Saturday 30 March 2019

Triad of Impairments Part One - Communication Impairment.

Earlier this year, I was asked to present at a professional development for early childhood educators. The presentation? All about Autism and Sensory Processing Difficulties.

The presentation was received so well that I thought that I would use part of my presentation on my blog as I'm often asked questions about Autism and O and L. So here goes!! Part One focusing on the Triad of Impairments.

Individuals who have been diagnosed with Autism commonly have difficulties in three main areas, known as the Triad of Impairments. These areas are ....

1. Communication Impairment
2. Impairment in Social Interaction
3. Restricted and Repetitive Behaviours, activities and interests.

Before we begin to discuss these three areas, keep in mind that many of these traits are present in typically developing children. The difference in those diagnosed with ASD, is the intensity in which these traits present. In a child with ASD, the traits are much, much more intense and they are ongoing. I’m going to refer to children with Autism but all of these traits may be present in Autistic adults as well.

Children who have been diagnosed with Autism have a unique profile of communication development. While different skill levels in communication are seen – from non-verbal right through to verbal children with Autism, regardless of their skill level ALL have difficulty in a number of areas. Many remain significantly impaired throughout their lives in their ability to understand language and/or to communicate verbally. Those children who are considered to be high functioning will still have a communication deficit.

Those children who are non-verbal may understand more than they can speak. They may be highly intelligent and unable to verbalise their thoughts, needs and wants. Non-verbal also does not mean quiet. Often children who are non-verbal can be the loudest!

Children may talk at peers rather than talk with peers. They may want to exclusively talk about their favourite topic. This isn’t because they are eccentric or uncaring, they have major skill deficits in understanding the social use of language as well as being unable to understand Theory of Mind – they don’t understand that everyone doesn’t quite always think or feel the way that they do.

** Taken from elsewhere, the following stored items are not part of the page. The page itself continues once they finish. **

// Theme system for the kiosk
//
// Provides color themes switchable at runtime with 't'. Each theme defines
// colors for the card states (idle / first-time / duplicate), the chrome,
// and the logs overlay.

use ratatui::style::{Color, Modifier, Style};

/// Available themes
#[derive(Debug, Clone, Copy, PartialEq, Eq, Default)]
pub enum ThemeKind {
    #[default]
    Dark,
    Light,
    Sorbet,
    Midnight,
}

impl ThemeKind {
    /// Get all available themes
    pub fn all() -> &'static [ThemeKind] {
        &[
            ThemeKind::Dark,
            ThemeKind::Light,
            ThemeKind::Sorbet,
            ThemeKind::Midnight,
        ]
    }

    /// Get the next theme in the cycle
    pub fn next(self) -> Self {
        let themes = Self::all();
        let current = themes.iter().position(|&t| t == self).unwrap_or(0);
        themes[(current + 1) % themes.len()]
    }

    /// Get the previous theme in the cycle
    pub fn prev(self) -> Self {
        let themes = Self::all();
        let current = themes.iter().position(|&t| t == self).unwrap_or(0);
        themes[(current + themes.len() - 1) % themes.len()]
    }

    /// Resolve a configured theme name; unknown names fall back to Dark.
    pub fn from_name(name: &str) -> Self {
        match name.to_ascii_lowercase().as_str() {
            "light" => ThemeKind::Light,
            "sorbet" => ThemeKind::Sorbet,
            "midnight" => ThemeKind::Midnight,
            _ => ThemeKind::Dark,
        }
    }

    /// Get display name
    pub fn name(&self) -> &'static str {
        match self {
            ThemeKind::Dark => "Dark",
            ThemeKind::Light => "Light",
            ThemeKind::Sorbet => "Sorbet",
            ThemeKind::Midnight => "Midnight",
        }
    }

    /// Get the theme configuration
    pub fn theme(&self) -> Theme {
        match self {
            ThemeKind::Dark => Theme::dark(),
            ThemeKind::Light => Theme::light(),
            ThemeKind::Sorbet => Theme::sorbet(),
            ThemeKind::Midnight => Theme::midnight(),
        }
    }
}

/// Complete theme definition with all UI colors
#[derive(Debug, Clone)]
pub struct Theme {
    // Base colors
    pub bg: Color,
    pub fg: Color,
    pub border: Color,

    // Title bar
    pub title: Color,
    pub tagline: Color,

    // Card states
    pub idle: Color,
    pub success: Color,
    pub duplicate: Color,
    pub subtitle: Color,

    // Chrome
    pub status_bar: Color,
    pub highlight: Color,
    pub dim: Color,

    // Log levels (logs overlay)
    pub log_error: Color,
    pub log_warn: Color,
    pub log_info: Color,
    pub log_debug: Color,
    pub log_trace: Color,
}

impl Default for Theme {
    fn default() -> Self {
        Self::dark()
    }
}

impl Theme {
    pub fn dark() -> Self {
        Self {
            bg: Color::Rgb(18, 18, 24),
            fg: Color::Rgb(220, 220, 220),
            border: Color::Rgb(80, 80, 100),
            title: Color::Rgb(130, 170, 255),
            tagline: Color::Rgb(110, 110, 130),
            idle: Color::Rgb(130, 170, 255),
            success: Color::Rgb(120, 220, 130),
            duplicate: Color::Rgb(255, 150, 90),
            subtitle: Color::Rgb(160, 160, 175),
            status_bar: Color::Rgb(140, 140, 160),
            highlight: Color::Rgb(200, 160, 255),
            dim: Color::Rgb(90, 90, 105),
            log_error: Color::Rgb(255, 100, 100),
            log_warn: Color::Rgb(255, 200, 100),
            log_info: Color::Rgb(120, 200, 255),
            log_debug: Color::Rgb(150, 150, 150),
            log_trace: Color::Rgb(110, 110, 110),
        }
    }

    pub fn light() -> Self {
        Self {
            bg: Color::Rgb(248, 248, 245),
            fg: Color::Rgb(40, 40, 45),
            border: Color::Rgb(180, 180, 190),
            title: Color::Rgb(40, 90, 200),
            tagline: Color::Rgb(150, 150, 160),
            idle: Color::Rgb(40, 90, 200),
            success: Color::Rgb(30, 140, 60),
            duplicate: Color::Rgb(200, 90, 30),
            subtitle: Color::Rgb(110, 110, 120),
            status_bar: Color::Rgb(120, 120, 130),
            highlight: Color::Rgb(130, 70, 200),
            dim: Color::Rgb(170, 170, 180),
            log_error: Color::Rgb(190, 40, 40),
            log_warn: Color::Rgb(180, 130, 20),
            log_info: Color::Rgb(30, 110, 190),
            log_debug: Color::Rgb(120, 120, 120),
            log_trace: Color::Rgb(150, 150, 150),
        }
    }

    /// Pastel palette for ice-cream socials
    pub fn sorbet() -> Self {
        Self {
            bg: Color::Rgb(34, 24, 38),
            fg: Color::Rgb(240, 225, 235),
            border: Color::Rgb(120, 85, 125),
            title: Color::Rgb(255, 170, 200),
            tagline: Color::Rgb(150, 120, 150),
            idle: Color::Rgb(255, 170, 200),
            success: Color::Rgb(165, 230, 170),
            duplicate: Color::Rgb(255, 190, 120),
            subtitle: Color::Rgb(190, 165, 190),
            status_bar: Color::Rgb(170, 140, 170),
            highlight: Color::Rgb(255, 205, 160),
            dim: Color::Rgb(110, 85, 115),
            log_error: Color::Rgb(255, 120, 140),
            log_warn: Color::Rgb(255, 200, 130),
            log_info: Color::Rgb(170, 200, 255),
            log_debug: Color::Rgb(160, 140, 160),
            log_trace: Color::Rgb(130, 110, 130),
        }
    }

    pub fn midnight() -> Self {
        Self {
            bg: Color::Rgb(10, 14, 26),
            fg: Color::Rgb(200, 210, 230),
            border: Color::Rgb(50, 65, 100),
            title: Color::Rgb(100, 190, 255),
            tagline: Color::Rgb(80, 95, 130),
            idle: Color::Rgb(100, 190, 255),
            success: Color::Rgb(90, 210, 170),
            duplicate: Color::Rgb(250, 140, 120),
            subtitle: Color::Rgb(130, 145, 175),
            status_bar: Color::Rgb(110, 125, 160),
            highlight: Color::Rgb(150, 140, 255),
            dim: Color::Rgb(60, 75, 105),
            log_error: Color::Rgb(250, 110, 110),
            log_warn: Color::Rgb(240, 190, 110),
            log_info: Color::Rgb(110, 190, 250),
            log_debug: Color::Rgb(130, 140, 160),
            log_trace: Color::Rgb(100, 110, 130),
        }
    }

    // Helper methods for creating styles

    /// Base style with theme foreground
    pub fn base_style(&self) -> Style {
        Style::default().fg(self.fg)
    }

    /// Border style
    pub fn border_style(&self) -> Style {
        Style::default().fg(self.border)
    }

    /// Title style
    pub fn title_style(&self) -> Style {
        Style::default().fg(self.title).add_modifier(Modifier::BOLD)
    }

    /// Status bar style
    pub fn status_style(&self) -> Style {
        Style::default().fg(self.status_bar)
    }

    /// Muted style for hints and separators
    pub fn dim_style(&self) -> Style {
        Style::default().fg(self.dim)
    }
}

#[cfg(test)]
mod tests {
    use super::*;

    #[test]
    fn cycle_visits_every_theme_and_wraps() {
        let mut kind = ThemeKind::Dark;
        let mut seen = Vec::new();
        for _ in 0..ThemeKind::all().len() {
            seen.push(kind);
            kind = kind.next();
        }
        assert_eq!(seen, ThemeKind::all());
        assert_eq!(kind, ThemeKind::Dark);
    }

    #[test]
    fn from_name_is_case_insensitive_with_dark_fallback() {
        assert_eq!(ThemeKind::from_name("sorbet"), ThemeKind::Sorbet);
        assert_eq!(ThemeKind::from_name("MIDNIGHT"), ThemeKind::Midnight);
        assert_eq!(ThemeKind::from_name("Light"), ThemeKind::Light);
        assert_eq!(ThemeKind::from_name("no-such-theme"), ThemeKind::Dark);
    }
}
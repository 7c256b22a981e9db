// Startup module - banner printed before the TUI takes the screen
//
// Shows version info, where the config and the record set live, and
// whether demo mode is active.

use crate::config::{Config, VERSION};
use crate::roster::Roster;
use crate::util::count_label;

/// ANSI color codes for terminal output
mod colors {
    pub const RESET: &str = "\x1b[0m";
    pub const BOLD: &str = "\x1b[1m";
    pub const DIM: &str = "\x1b[2m";
    pub const CYAN: &str = "\x1b[36m";
    pub const GREEN: &str = "\x1b[32m";
    pub const YELLOW: &str = "\x1b[33m";
}

/// Print the startup banner
/// This runs before the TUI takes over the screen
pub fn print_startup(config: &Config, roster: &Roster) {
    use colors::*;

    println!();
    println!("  {BOLD}{CYAN}scandesk{RESET} {DIM}v{VERSION}{RESET}");
    println!("  {DIM}Terminal check-in kiosk{RESET}");
    println!();

    if let Some(path) = Config::config_path() {
        if path.exists() {
            println!("  {DIM}Config:{RESET}  {GREEN}✓{RESET} {}", path.display());
        } else {
            println!("  {DIM}Config:{RESET}  {DIM}(using defaults){RESET}");
        }
    }
    println!(
        "  {DIM}Records:{RESET} {} {DIM}({} loaded){RESET}",
        roster.path().display(),
        roster.len()
    );
    println!("  {DIM}Exports:{RESET} {}", config.export_dir.display());
    if config.demo_mode {
        println!("  {YELLOW}▸ Demo mode active{RESET} {DIM}(synthetic scans){RESET}");
    }
    println!();
}

/// Print startup messages into the TUI log buffer
/// Users see this boot sequence in the logs overlay
pub fn log_startup(config: &Config, roster: &Roster) {
    tracing::info!("scandesk v{} starting", VERSION);
    tracing::info!(
        "Record set: {} ({})",
        roster.path().display(),
        count_label(roster.len(), "check-in")
    );
    tracing::info!("Exports go to {}", config.export_dir.display());
    if config.demo_mode {
        tracing::info!("Demo mode active (synthetic scans)");
    }
    tracing::info!("Ready. Waiting for scans...");
}
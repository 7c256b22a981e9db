// Status bar component
//
// Renders session statistics at the bottom: uptime, scan counts and the
// masked identifier of the most recent scan.

use crate::checkin::CheckInOutcome;
use crate::tui::app::App;
use ratatui::{
    layout::Rect,
    widgets::{Block, Borders, Paragraph},
    Frame,
};

/// Render the status bar with session statistics
///
/// Adapts to terminal width:
/// - Wide: full format with labels and the last scan
/// - Narrow: compact counters only
pub fn render(f: &mut Frame, area: Rect, app: &App) {
    let stats = &app.stats;

    let status_text = if area.width < 70 {
        format!(
            " ⏱ {} │ 🎫 {} │ ✅ {} │ 🔁 {}",
            app.uptime(),
            stats.total_scans,
            stats.first_time,
            stats.duplicates,
        )
    } else {
        let last = match &stats.last_scan {
            Some(scan) => {
                let marker = match scan.outcome {
                    CheckInOutcome::FirstTime => "✓",
                    CheckInOutcome::AlreadySeen => "↻",
                };
                format!(
                    " │ last {} {} {}",
                    marker,
                    scan.masked_id,
                    scan.at.with_timezone(&chrono::Local).format("%H:%M:%S"),
                )
            }
            None => String::new(),
        };

        format!(
            " ⏱ {} │ 🎫 {} scans │ ✅ {} checked in │ 🔁 {} repeats ({:.0}%){}",
            app.uptime(),
            stats.total_scans,
            stats.first_time,
            stats.duplicates,
            stats.duplicate_rate(),
            last,
        )
    };

    let status = Paragraph::new(status_text)
        .style(app.theme.status_style())
        .block(
            Block::default()
                .borders(Borders::TOP)
                .border_style(app.theme.border_style()),
        );

    f.render_widget(status, area);
}
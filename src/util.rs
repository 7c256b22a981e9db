//! Shared utility functions

/// Mask a scanned identifier for on-screen display, keeping only the last
/// four characters visible.
///
/// Card numbers are personal data: the status bar and toasts show
/// `•••• 1234`-style strings, full identifiers only ever reach the debug log.
/// Identifiers of four characters or fewer are masked entirely.
pub fn mask_id(id: &str) -> String {
    let total = id.chars().count();
    if total <= 4 {
        return "••••".to_string();
    }
    let tail: String = id.chars().skip(total - 4).collect();
    format!("•••• {tail}")
}

/// Format a count with a singular/plural noun: "1 record", "42 records".
pub fn count_label(count: usize, noun: &str) -> String {
    if count == 1 {
        format!("1 {noun}")
    } else {
        format!("{count} {noun}s")
    }
}

#[cfg(test)]
mod tests {
    use super::*;

    #[test]
    fn mask_keeps_last_four() {
        assert_eq!(mask_id("123456789"), "•••• 6789");
    }

    #[test]
    fn mask_hides_short_ids_entirely() {
        assert_eq!(mask_id("1234"), "••••");
        assert_eq!(mask_id("7"), "••••");
        assert_eq!(mask_id(""), "••••");
    }

    #[test]
    fn mask_respects_char_boundaries() {
        // Not scanner-realistic, but must not panic on multibyte input
        assert_eq!(mask_id("été-0042"), "•••• 0042");
    }

    #[test]
    fn count_label_pluralizes() {
        assert_eq!(count_label(0, "record"), "0 records");
        assert_eq!(count_label(1, "record"), "1 record");
        assert_eq!(count_label(2, "record"), "2 records");
    }
}
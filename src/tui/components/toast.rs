//! Toast notification component
//!
//! A non-blocking overlay that auto-dismisses after a fixed duration.
//! Renders in the bottom-right corner on top of all other content.

use crate::theme::Theme;
use ratatui::{
    layout::{Alignment, Rect},
    style::Style,
    widgets::{Block, Borders, Clear, Paragraph},
    Frame,
};
use std::time::{Duration, Instant};
use unicode_width::UnicodeWidthStr;

/// A toast notification that auto-dismisses
pub struct Toast {
    /// Message to display
    pub message: String,
    /// When the toast was created
    created_at: Instant,
    /// How long to show the toast
    duration: Duration,
}

impl Toast {
    /// Create a new toast with default 3-second duration
    pub fn new(message: impl Into<String>) -> Self {
        Self {
            message: message.into(),
            created_at: Instant::now(),
            duration: Duration::from_secs(3),
        }
    }

    /// Check if the toast has expired and should be removed
    pub fn is_expired(&self) -> bool {
        self.created_at.elapsed() >= self.duration
    }

    /// Render the toast in the bottom-right corner
    ///
    /// Uses `Clear` widget to ensure toast is visible on top of other content.
    pub fn render(&self, f: &mut Frame, area: Rect, theme: &Theme) {
        // Display width, not byte length: messages carry ✓/✗ and paths.
        // Add 4 for padding (2 chars each side) and border.
        let width =
            (self.message.as_str().width() as u16 + 4).min(area.width.saturating_sub(4));
        let height = 3; // 1 line of text + 2 for borders

        // Position: bottom-right corner, offset by 2 cells from edge
        let x = area.right().saturating_sub(width + 2);
        let y = area.bottom().saturating_sub(height + 2);

        let toast_area = Rect::new(x, y, width, height);

        let block = Block::default()
            .borders(Borders::ALL)
            .border_style(Style::default().fg(theme.highlight))
            .style(Style::default().bg(theme.bg));

        let text = Paragraph::new(self.message.as_str())
            .alignment(Alignment::Center)
            .style(Style::default().fg(theme.fg))
            .block(block);

        // Clear the area first so toast appears on top
        f.render_widget(Clear, toast_area);
        f.render_widget(text, toast_area);
    }
}
// TUI application state
//
// This module manages the state of the kiosk: the scan buffer being
// accumulated from digit keystrokes, the display card with its revert
// deadline, session statistics, and UI chrome (modal, toast, theme).
//
// All mutation happens on the event loop task, one key or tick at a time,
// so none of this needs locking.

use super::components::toast::Toast;
use super::modal::Modal;
use crate::checkin::{check_in, CheckInOutcome};
use crate::config::Config;
use crate::events::{ScanEvent, Stats};
use crate::export::export_csv;
use crate::logging::LogBuffer;
use crate::roster::Roster;
use crate::theme::{Theme, ThemeKind};
use crate::util::{count_label, mask_id};
use std::time::Instant;

/// The three states of the display card.
///
/// `Idle` is the resting scan prompt; the other two are transient reactions
/// that revert to `Idle` once the reaction delay elapses.
#[derive(Debug, Clone, Copy, PartialEq, Eq, Default)]
pub enum CardState {
    #[default]
    Idle,
    FirstTime,
    AlreadySeen,
}

impl CardState {
    /// Title and subtitle shown on the card for this state.
    pub fn messages(&self) -> (&'static str, &'static str) {
        match self {
            CardState::Idle => ("Welcome to Happy Hour", "Please scan your employee card"),
            CardState::FirstTime => ("Enjoy your ice cream!", "Please choose your favorite flavor"),
            CardState::AlreadySeen => {
                ("You have already checked in", "Please join us for the next happy hour")
            }
        }
    }
}

/// Idle pulse frames, advanced on every render tick
const PULSE_FRAMES: &[&str] = &["●  ·  ·", "·  ●  ·", "·  ·  ●", "·  ●  ·"];

/// Main application state for the TUI
pub struct App {
    /// Effective configuration (defaults < file < env)
    pub config: Config,

    /// The record set of identifiers already checked in
    pub roster: Roster,

    /// Session counters for the status bar
    pub stats: Stats,

    /// Digits typed since the last Enter
    pub scan_buffer: String,

    /// What the display card is currently showing
    pub card: CardState,

    /// When the card falls back to the idle prompt. Replaced on every scan,
    /// so a deadline scheduled by an earlier scan can never cut a newer
    /// reaction short.
    pub revert_at: Option<Instant>,

    /// Active modal overlay, if any
    pub modal: Option<Modal>,

    /// Active toast notification, if any
    pub toast: Option<Toast>,

    /// Current color theme
    pub theme_kind: ThemeKind,
    pub theme: Theme,

    /// Log buffer for the logs overlay
    pub log_buffer: LogBuffer,

    /// Whether the app should quit
    pub should_quit: bool,

    /// When the app started (for uptime display)
    pub start_time: Instant,

    /// Render tick counter driving the idle animation
    pub animation_frame: usize,
}

impl App {
    pub fn new(log_buffer: LogBuffer, config: Config, roster: Roster) -> Self {
        let theme_kind = ThemeKind::from_name(&config.theme);
        Self {
            config,
            roster,
            stats: Stats::default(),
            scan_buffer: String::new(),
            card: CardState::default(),
            revert_at: None,
            modal: None,
            toast: None,
            theme_kind,
            theme: theme_kind.theme(),
            log_buffer,
            should_quit: false,
            start_time: Instant::now(),
            animation_frame: 0,
        }
    }

    /// Append one digit to the scan buffer. Anything else is ignored so
    /// stray keys can never contaminate a card number.
    pub fn push_digit(&mut self, c: char) {
        if c.is_ascii_digit() {
            self.scan_buffer.push(c);
        }
    }

    /// Enter pressed: dispatch the buffered digits as a scan.
    ///
    /// Enter with an empty buffer is a no-op, so a scanner that sends a
    /// trailing Enter (or a bored attendee leaning on the key) changes
    /// nothing.
    pub fn submit_scan(&mut self) {
        if self.scan_buffer.is_empty() {
            tracing::debug!("Enter with empty scan buffer ignored");
            return;
        }
        let id = std::mem::take(&mut self.scan_buffer);
        self.handle_scan(&ScanEvent::now(id));
    }

    /// Run one scanned identifier through the check-in handler and show
    /// the matching reaction card.
    pub fn handle_scan(&mut self, scan: &ScanEvent) {
        let outcome = match check_in(&mut self.roster, &scan.id) {
            Ok(outcome) => outcome,
            Err(e) => {
                // The in-memory set already holds the id; only the key-list
                // append failed. The session keeps working, the operator
                // gets told.
                tracing::error!("Check-in not persisted: {e:#}");
                self.show_toast("⚠ Check-in not saved to disk");
                CheckInOutcome::FirstTime
            }
        };

        self.card = match outcome {
            CheckInOutcome::FirstTime => CardState::FirstTime,
            CheckInOutcome::AlreadySeen => CardState::AlreadySeen,
        };
        self.revert_at = Some(Instant::now() + self.config.reaction_delay());
        self.stats.record(mask_id(&scan.id), outcome, scan.at);
    }

    /// Periodic tick: advance the idle animation, expire the reaction card
    /// and any toast.
    pub fn tick(&mut self) {
        self.animation_frame = self.animation_frame.wrapping_add(1);

        if let Some(deadline) = self.revert_at {
            if Instant::now() >= deadline {
                self.card = CardState::Idle;
                self.revert_at = None;
            }
        }

        if self.toast.as_ref().is_some_and(|t| t.is_expired()) {
            self.toast = None;
        }
    }

    /// Export the record set as CSV.
    ///
    /// An empty record set is the one user-visible flow error: it surfaces
    /// as a blocking notice and no file is created.
    pub fn export(&mut self) {
        if self.roster.is_empty() {
            tracing::info!("Export requested with empty record set");
            self.modal = Some(Modal::notice("There are no check-ins to export yet."));
            return;
        }

        match export_csv(
            self.roster.rows(),
            &self.config.export_dir,
            &self.config.roster_name,
        ) {
            Ok(path) => {
                self.show_toast(format!(
                    "✓ Exported {} to {}",
                    count_label(self.roster.len(), "check-in"),
                    path.display()
                ));
            }
            Err(e) => {
                tracing::error!("Export failed: {e:#}");
                self.show_toast("✗ Export failed, see logs");
            }
        }
    }

    /// Ask before wiping the record set.
    pub fn request_reset(&mut self) {
        self.modal = Some(Modal::confirm_reset());
    }

    /// Confirmed reset: clear the record set, the partial scan buffer and
    /// the session counters, and put the card back to the idle prompt.
    pub fn confirm_reset(&mut self) {
        let dropped = self.roster.len();
        match self.roster.clear() {
            Ok(()) => {
                self.scan_buffer.clear();
                self.card = CardState::Idle;
                self.revert_at = None;
                self.stats = Stats::default();
                tracing::info!("Record set reset, {} dropped", count_label(dropped, "check-in"));
                self.show_toast(format!("✓ Cleared {}", count_label(dropped, "check-in")));
            }
            Err(e) => {
                tracing::error!("Reset failed: {e:#}");
                self.show_toast("✗ Reset failed, see logs");
            }
        }
    }

    /// Switch to the next theme and remember the choice in the config file.
    pub fn cycle_theme(&mut self) {
        self.set_theme(self.theme_kind.next());
    }

    /// Switch to the previous theme.
    pub fn cycle_theme_back(&mut self) {
        self.set_theme(self.theme_kind.prev());
    }

    fn set_theme(&mut self, kind: ThemeKind) {
        self.theme_kind = kind;
        self.theme = kind.theme();
        self.config.theme = kind.name().to_string();
        if let Err(e) = self.config.save() {
            tracing::warn!("Could not persist theme choice: {}", e);
        }
        tracing::debug!("Theme switched to {}", kind.name());
    }

    /// Show a toast notification
    pub fn show_toast(&mut self, message: impl Into<String>) {
        self.toast = Some(Toast::new(message));
    }

    /// Uptime as HH:MM:SS for the status bar
    pub fn uptime(&self) -> String {
        let seconds = self.start_time.elapsed().as_secs();
        let hours = seconds / 3600;
        let minutes = (seconds % 3600) / 60;
        let secs = seconds % 60;

        format!("{:02}:{:02}:{:02}", hours, minutes, secs)
    }

    /// Current idle pulse frame
    pub fn pulse(&self) -> &'static str {
        PULSE_FRAMES[self.animation_frame % PULSE_FRAMES.len()]
    }
}

#[cfg(test)]
mod tests {
    use super::*;
    use std::fs;
    use std::thread::sleep;
    use std::time::Duration;
    use tempfile::TempDir;

    /// Fresh app over a scratch directory with the given reaction delay.
    fn test_app(delay_ms: u64) -> (TempDir, App) {
        let dir = TempDir::new().expect("create temp dir");
        let mut config = Config::default();
        config.data_dir = dir.path().to_path_buf();
        config.export_dir = dir.path().join("exports");
        config.reaction_delay_ms = delay_ms;
        let roster = Roster::load(&config.data_dir, &config.roster_name).expect("load roster");
        let app = App::new(LogBuffer::new(), config, roster);
        (dir, app)
    }

    fn scan(app: &mut App, id: &str) {
        app.handle_scan(&ScanEvent::now(id));
    }

    #[test]
    fn digits_accumulate_and_enter_dispatches() {
        let (_dir, mut app) = test_app(2000);
        for c in ['1', '0', '0', '1'] {
            app.push_digit(c);
        }
        assert_eq!(app.scan_buffer, "1001");

        app.submit_scan();
        assert_eq!(app.scan_buffer, "");
        assert_eq!(app.card, CardState::FirstTime);
        assert!(app.roster.contains("1001"));
        assert_eq!(app.stats.total_scans, 1);
    }

    #[test]
    fn non_digits_never_enter_the_buffer() {
        let (_dir, mut app) = test_app(2000);
        for c in ['a', ' ', '-', '\n', 'é'] {
            app.push_digit(c);
        }
        assert_eq!(app.scan_buffer, "");
    }

    #[test]
    fn enter_with_empty_buffer_is_a_noop() {
        let (_dir, mut app) = test_app(2000);
        app.submit_scan();
        assert_eq!(app.card, CardState::Idle);
        assert_eq!(app.stats.total_scans, 0);
        assert!(app.revert_at.is_none());
    }

    #[test]
    fn rescan_flips_to_already_seen_without_growing_the_roster() {
        let (_dir, mut app) = test_app(2000);
        scan(&mut app, "1001");
        assert_eq!(app.card, CardState::FirstTime);

        scan(&mut app, "1001");
        assert_eq!(app.card, CardState::AlreadySeen);
        assert_eq!(app.roster.len(), 1);
        assert_eq!(app.stats.first_time, 1);
        assert_eq!(app.stats.duplicates, 1);
    }

    #[test]
    fn card_reverts_to_idle_after_the_reaction_delay() {
        let (_dir, mut app) = test_app(30);
        scan(&mut app, "1001");

        app.tick();
        assert_eq!(app.card, CardState::FirstTime, "delay has not elapsed yet");

        sleep(Duration::from_millis(50));
        app.tick();
        assert_eq!(app.card, CardState::Idle);
        assert!(app.revert_at.is_none());
    }

    #[test]
    fn duplicate_card_also_reverts_to_idle() {
        let (_dir, mut app) = test_app(30);
        scan(&mut app, "1001");
        scan(&mut app, "1001");
        assert_eq!(app.card, CardState::AlreadySeen);

        sleep(Duration::from_millis(50));
        app.tick();
        assert_eq!(app.card, CardState::Idle);
        assert!(app.revert_at.is_none());
    }

    #[test]
    fn new_scan_replaces_the_revert_deadline() {
        let (_dir, mut app) = test_app(100);
        scan(&mut app, "1001");
        sleep(Duration::from_millis(60));

        // Second scan inside the first reaction window reschedules the revert
        scan(&mut app, "2002");
        sleep(Duration::from_millis(60));
        app.tick();
        assert_eq!(
            app.card,
            CardState::FirstTime,
            "first deadline must not end the second reaction"
        );

        sleep(Duration::from_millis(60));
        app.tick();
        assert_eq!(app.card, CardState::Idle);
    }

    #[test]
    fn export_with_no_records_opens_notice_and_creates_nothing() {
        let (_dir, mut app) = test_app(2000);
        app.export();

        assert!(matches!(app.modal, Some(Modal::Notice(_))));
        let csv = app.config.export_dir.join("checkins.csv");
        assert!(!csv.exists());
        assert!(!app.config.export_dir.exists());
    }

    #[test]
    fn export_writes_rows_in_checkin_order() {
        let (_dir, mut app) = test_app(2000);
        scan(&mut app, "2002");
        scan(&mut app, "1001");
        app.export();

        assert!(app.modal.is_none());
        assert!(app.toast.is_some());
        let csv = app.config.export_dir.join("checkins.csv");
        assert_eq!(fs::read_to_string(csv).unwrap(), "2002\n1001\n");
    }

    #[test]
    fn reset_asks_for_confirmation_first() {
        let (_dir, mut app) = test_app(2000);
        scan(&mut app, "1001");

        app.request_reset();
        assert!(matches!(app.modal, Some(Modal::ConfirmReset)));

        // Cancelling the dialog leaves everything in place
        app.modal = None;
        assert_eq!(app.roster.len(), 1);
        assert!(app.roster.contains("1001"));
    }

    #[test]
    fn confirmed_reset_clears_records_buffer_and_card() {
        let (_dir, mut app) = test_app(2000);
        scan(&mut app, "1001");
        app.push_digit('9');
        app.confirm_reset();

        assert!(app.roster.is_empty());
        assert_eq!(app.scan_buffer, "");
        assert_eq!(app.card, CardState::Idle);
        assert!(app.revert_at.is_none());
        assert_eq!(app.stats.total_scans, 0);
        assert_eq!(fs::read_to_string(app.roster.path()).unwrap(), "");
    }

    #[test]
    fn failed_reset_keeps_records_and_counters() {
        let (_dir, mut app) = test_app(2000);
        scan(&mut app, "1001");

        // Block the key-list path so the truncate fails
        fs::remove_file(app.roster.path()).unwrap();
        fs::create_dir(app.roster.path()).unwrap();

        app.confirm_reset();
        assert!(app.roster.contains("1001"));
        assert_eq!(app.roster.len(), 1);
        assert_eq!(app.stats.total_scans, 1);
        assert!(app
            .toast
            .as_ref()
            .is_some_and(|t| t.message.contains("Reset failed")));
    }

    #[test]
    fn cleared_identifier_is_a_first_timer_again() {
        let (_dir, mut app) = test_app(2000);
        scan(&mut app, "1001");
        app.confirm_reset();

        scan(&mut app, "1001");
        assert_eq!(app.card, CardState::FirstTime);
    }
}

In children whose language does develop, their comprehension can often be very literal and as such they are very concrete thinkers. They may have difficulty in understanding abstract concepts or phrases such as “hold your horses” or “stop and smell the roses.” 

We have some very interesting conversations at home – “Your shoes are on the wrong feet! But I don’t have any other feet!” “Please put your shoes and socks on. Don’t you mean socks and then my shoes.” “We’re going to follow our noses! Why is your nose up in the air? I’m following it.” “Go and hop in the bath please.” That was a fun one to sort out! My children are bone fida smart alecs!

Often, a child’s thinking may be concrete, literal and detail focused, so that he or she may find it difficult to see the bigger picture. As an example, children with Autism may focus on a small ladybird on the corner of each page of a book, rather than the main pictures and the story.

Children whose language has developed may at times appear to be little encyclopedias in that they are able to talk your ear off about particular subjects. However in some cases, these children have better expressive language skills than receptive in that they can say more than they understand. Their comprehension of what they read or recite can be quite low. O's reading level is at a year 9 level (she's in grade 5!) however at times her comprehension of what she is reading is not quite up to that level yet.